[Opening Provided records section]
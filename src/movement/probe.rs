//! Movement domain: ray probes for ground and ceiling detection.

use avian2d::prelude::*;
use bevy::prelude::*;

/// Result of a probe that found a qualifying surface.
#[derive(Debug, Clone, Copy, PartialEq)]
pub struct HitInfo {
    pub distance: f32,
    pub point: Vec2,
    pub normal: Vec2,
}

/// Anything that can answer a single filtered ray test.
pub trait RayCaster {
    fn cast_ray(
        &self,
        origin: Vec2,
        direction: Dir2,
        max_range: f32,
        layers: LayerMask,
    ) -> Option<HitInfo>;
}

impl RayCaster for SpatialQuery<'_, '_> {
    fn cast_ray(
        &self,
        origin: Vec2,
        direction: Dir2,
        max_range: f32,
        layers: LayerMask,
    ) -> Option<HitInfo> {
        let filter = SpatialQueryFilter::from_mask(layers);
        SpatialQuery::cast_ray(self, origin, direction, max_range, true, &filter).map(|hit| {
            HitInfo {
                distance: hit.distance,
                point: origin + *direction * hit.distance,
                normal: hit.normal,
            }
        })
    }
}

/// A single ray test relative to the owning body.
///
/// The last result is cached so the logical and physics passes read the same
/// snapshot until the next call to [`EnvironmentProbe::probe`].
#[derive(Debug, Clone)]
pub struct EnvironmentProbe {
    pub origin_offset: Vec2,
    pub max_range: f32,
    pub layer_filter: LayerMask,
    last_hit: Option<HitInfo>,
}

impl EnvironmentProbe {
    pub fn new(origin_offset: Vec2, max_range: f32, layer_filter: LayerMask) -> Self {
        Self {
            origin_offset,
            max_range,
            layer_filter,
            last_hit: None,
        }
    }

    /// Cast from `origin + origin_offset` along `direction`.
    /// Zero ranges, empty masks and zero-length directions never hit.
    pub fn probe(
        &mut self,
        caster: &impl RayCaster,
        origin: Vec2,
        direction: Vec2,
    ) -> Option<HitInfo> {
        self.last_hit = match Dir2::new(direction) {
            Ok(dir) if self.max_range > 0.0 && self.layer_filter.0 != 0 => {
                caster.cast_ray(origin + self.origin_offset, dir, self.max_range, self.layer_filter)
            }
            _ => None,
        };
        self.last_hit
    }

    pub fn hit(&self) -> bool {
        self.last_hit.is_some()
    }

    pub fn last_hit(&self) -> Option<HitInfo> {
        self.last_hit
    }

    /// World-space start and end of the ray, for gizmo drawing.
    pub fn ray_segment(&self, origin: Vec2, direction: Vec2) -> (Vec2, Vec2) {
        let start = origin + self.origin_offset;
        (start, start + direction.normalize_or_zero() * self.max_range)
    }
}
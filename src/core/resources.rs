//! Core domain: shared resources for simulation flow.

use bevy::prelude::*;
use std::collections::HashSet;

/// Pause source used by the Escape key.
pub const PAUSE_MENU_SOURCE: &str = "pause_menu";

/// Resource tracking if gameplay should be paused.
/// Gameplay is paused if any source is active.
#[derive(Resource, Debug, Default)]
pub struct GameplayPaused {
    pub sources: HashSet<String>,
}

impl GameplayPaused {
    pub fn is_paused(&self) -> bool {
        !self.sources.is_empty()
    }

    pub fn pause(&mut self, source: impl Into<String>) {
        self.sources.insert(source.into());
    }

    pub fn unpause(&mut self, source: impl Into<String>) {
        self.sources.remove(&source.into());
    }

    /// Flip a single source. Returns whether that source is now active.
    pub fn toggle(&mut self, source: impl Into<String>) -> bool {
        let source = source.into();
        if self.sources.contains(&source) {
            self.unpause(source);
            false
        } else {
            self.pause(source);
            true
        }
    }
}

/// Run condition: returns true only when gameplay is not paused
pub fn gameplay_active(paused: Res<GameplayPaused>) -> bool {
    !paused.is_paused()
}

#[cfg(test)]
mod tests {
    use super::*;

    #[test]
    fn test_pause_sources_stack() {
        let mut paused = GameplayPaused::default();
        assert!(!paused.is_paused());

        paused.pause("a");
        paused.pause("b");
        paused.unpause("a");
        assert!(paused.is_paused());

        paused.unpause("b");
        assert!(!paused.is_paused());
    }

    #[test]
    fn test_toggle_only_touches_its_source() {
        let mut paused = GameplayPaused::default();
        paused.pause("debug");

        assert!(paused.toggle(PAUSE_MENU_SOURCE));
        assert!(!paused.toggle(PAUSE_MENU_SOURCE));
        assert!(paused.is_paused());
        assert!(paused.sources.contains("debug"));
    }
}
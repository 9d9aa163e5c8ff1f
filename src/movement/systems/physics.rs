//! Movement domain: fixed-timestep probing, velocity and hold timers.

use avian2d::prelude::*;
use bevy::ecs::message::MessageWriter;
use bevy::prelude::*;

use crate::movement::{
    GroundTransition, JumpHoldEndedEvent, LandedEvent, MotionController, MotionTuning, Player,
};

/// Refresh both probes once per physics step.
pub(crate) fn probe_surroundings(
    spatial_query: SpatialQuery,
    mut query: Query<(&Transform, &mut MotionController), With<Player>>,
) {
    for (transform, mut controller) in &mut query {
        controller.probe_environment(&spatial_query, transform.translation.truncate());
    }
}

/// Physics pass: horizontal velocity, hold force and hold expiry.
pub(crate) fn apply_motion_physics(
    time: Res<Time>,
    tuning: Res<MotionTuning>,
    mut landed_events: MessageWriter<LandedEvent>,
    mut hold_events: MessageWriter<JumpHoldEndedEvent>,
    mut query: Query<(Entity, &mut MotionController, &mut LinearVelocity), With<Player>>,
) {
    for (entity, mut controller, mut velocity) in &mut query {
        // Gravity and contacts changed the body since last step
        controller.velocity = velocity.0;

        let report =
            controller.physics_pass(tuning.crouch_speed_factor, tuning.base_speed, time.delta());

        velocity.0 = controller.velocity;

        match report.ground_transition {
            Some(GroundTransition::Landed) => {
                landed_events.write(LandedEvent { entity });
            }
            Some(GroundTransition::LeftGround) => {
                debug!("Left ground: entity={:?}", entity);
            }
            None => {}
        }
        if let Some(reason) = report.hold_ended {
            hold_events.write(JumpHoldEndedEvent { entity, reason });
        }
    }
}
[Closing Provided records section]
In the answer, every line above should be retyped exactly.

filename src/movement/probe.rs
//! Movement domain: ray probes for ground and ceiling detection.

use avian2d::prelude::*;
use bevy::prelude::*;

/// Result of a probe that found a qualifying surface.
#[derive(Debug, Clone, Copy, PartialEq)]
pub struct HitInfo {
    pub distance: f32,
    pub point: Vec2,
    pub normal: Vec2,
}

/// Anything that can answer a single filtered ray test.
pub trait RayCaster {
    fn cast_ray(
        &self,
        origin: Vec2,
        direction: Dir2,
        max_range: f32,
        layers: LayerMask,
    ) -> Option<HitInfo>;
}

impl RayCaster for SpatialQuery<'_, '_> {
    fn cast_ray(
        &self,
        origin: Vec2,
        direction: Dir2,
        max_range: f32,
        layers: LayerMask,
    ) -> Option<HitInfo> {
        let filter = SpatialQueryFilter::from_mask(layers);
        SpatialQuery::cast_ray(self, origin, direction, max_range, true, &filter).map(|hit| {
            HitInfo {
                distance: hit.distance,
                point: origin + *direction * hit.distance,
                normal: hit.normal,
            }
        })
    }
}

/// A single ray test relative to the owning body.
///
/// The last result is cached so the logical and physics passes read the same
/// snapshot until the next call to [`EnvironmentProbe::probe`].
#[derive(Debug, Clone)]
pub struct EnvironmentProbe {
    pub origin_offset: Vec2,
    pub max_range: f32,
    pub layer_filter: LayerMask,
    last_hit: Option<HitInfo>,
}

impl EnvironmentProbe {
    pub fn new(origin_offset: Vec2, max_range: f32, layer_filter: LayerMask) -> Self {
        Self {
            origin_offset,
            max_range,
            layer_filter,
            last_hit: None,
        }
    }

    /// Cast from `origin + origin_offset` along `direction`.
    /// Zero ranges, empty masks and zero-length directions never hit.
    pub fn probe(
        &mut self,
        caster: &impl RayCaster,
        origin: Vec2,
        direction: Vec2,
    ) -> Option<HitInfo> {
        self.last_hit = match Dir2::new(direction) {
            Ok(dir) if self.max_range > 0.0 && self.layer_filter.0 != 0 => {
                caster.cast_ray(origin + self.origin_offset, dir, self.max_range, self.layer_filter)
            }
            _ => None,
        };
        self.last_hit
    }

    pub fn hit(&self) -> bool {
        self.last_hit.is_some()
    }

    pub fn last_hit(&self) -> Option<HitInfo> {
        self.last_hit
    }

    /// World-space start and end of the ray, for gizmo drawing.
    pub fn ray_segment(&self, origin: Vec2, direction: Vec2) -> (Vec2, Vec2) {
        let start = origin + self.origin_offset;
        (start, start + direction.normalize_or_zero() * self.max_range)
    }
}
filename src/core/resources.rs
//! Core domain: shared resources for simulation flow.

use bevy::prelude::*;
use std::collections::HashSet;

/// Pause source used by the Escape key.
pub const PAUSE_MENU_SOURCE: &str = "pause_menu";

/// Resource tracking if gameplay should be paused.
/// Gameplay is paused if any source is active.
#[derive(Resource, Debug, Default)]
pub struct GameplayPaused {
    pub sources: HashSet<String>,
}

impl GameplayPaused {
    pub fn is_paused(&self) -> bool {
        !self.sources.is_empty()
    }

    pub fn pause(&mut self, source: impl Into<String>) {
        self.sources.insert(source.into());
    }

    pub fn unpause(&mut self, source: impl Into<String>) {
        self.sources.remove(&source.into());
    }

    /// Flip a single source. Returns whether that source is now active.
    pub fn toggle(&mut self, source: impl Into<String>) -> bool {
        let source = source.into();
        if self.sources.contains(&source) {
            self.unpause(source);
            false
        } else {
            self.pause(source);
            true
        }
    }
}

/// Run condition: returns true only when gameplay is not paused
pub fn gameplay_active(paused: Res<GameplayPaused>) -> bool {
    !paused.is_paused()
}

#[cfg(test)]
mod tests {
    use super::*;

    #[test]
    fn test_pause_sources_stack() {
        let mut paused = GameplayPaused::default();
        assert!(!paused.is_paused());

        paused.pause("a");
        paused.pause("b");
        paused.unpause("a");
        assert!(paused.is_paused());

        paused.unpause("b");
        assert!(!paused.is_paused());
    }

    #[test]
    fn test_toggle_only_touches_its_source() {
        let mut paused = GameplayPaused::default();
        paused.pause("debug");

        assert!(paused.toggle(PAUSE_MENU_SOURCE));
        assert!(!paused.toggle(PAUSE_MENU_SOURCE));
        assert!(paused.is_paused());
        assert!(paused.sources.contains("debug"));
    }
}
repository 9d9aa163e5c8ff1f
filename src/movement/systems/physics.rs
//! Movement domain: fixed-timestep probing, velocity and hold timers.

use avian2d::prelude::*;
use bevy::ecs::message::MessageWriter;
use bevy::prelude::*;

use crate::movement::{
    GroundTransition, JumpHoldEndedEvent, LandedEvent, MotionController, MotionTuning, Player,
};

/// Refresh both probes once per physics step.
pub(crate) fn probe_surroundings(
    spatial_query: SpatialQuery,
    mut query: Query<(&Transform, &mut MotionController), With<Player>>,
) {
    for (transform, mut controller) in &mut query {
        controller.probe_environment(&spatial_query, transform.translation.truncate());
    }
}

/// Physics pass: horizontal velocity, hold force and hold expiry.
pub(crate) fn apply_motion_physics(
    time: Res<Time>,
    tuning: Res<MotionTuning>,
    mut landed_events: MessageWriter<LandedEvent>,
    mut hold_events: MessageWriter<JumpHoldEndedEvent>,
    mut query: Query<(Entity, &mut MotionController, &mut LinearVelocity), With<Player>>,
) {
    for (entity, mut controller, mut velocity) in &mut query {
        // Gravity and contacts changed the body since last step
        controller.velocity = velocity.0;

        let report =
            controller.physics_pass(tuning.crouch_speed_factor, tuning.base_speed, time.delta());

        velocity.0 = controller.velocity;

        match report.ground_transition {
            Some(GroundTransition::Landed) => {
                landed_events.write(LandedEvent { entity });
            }
            Some(GroundTransition::LeftGround) => {
                debug!("Left ground: entity={:?}", entity);
            }
            None => {}
        }
        if let Some(reason) = report.hold_ended {
            hold_events.write(JumpHoldEndedEvent { entity, reason });
        }
    }
}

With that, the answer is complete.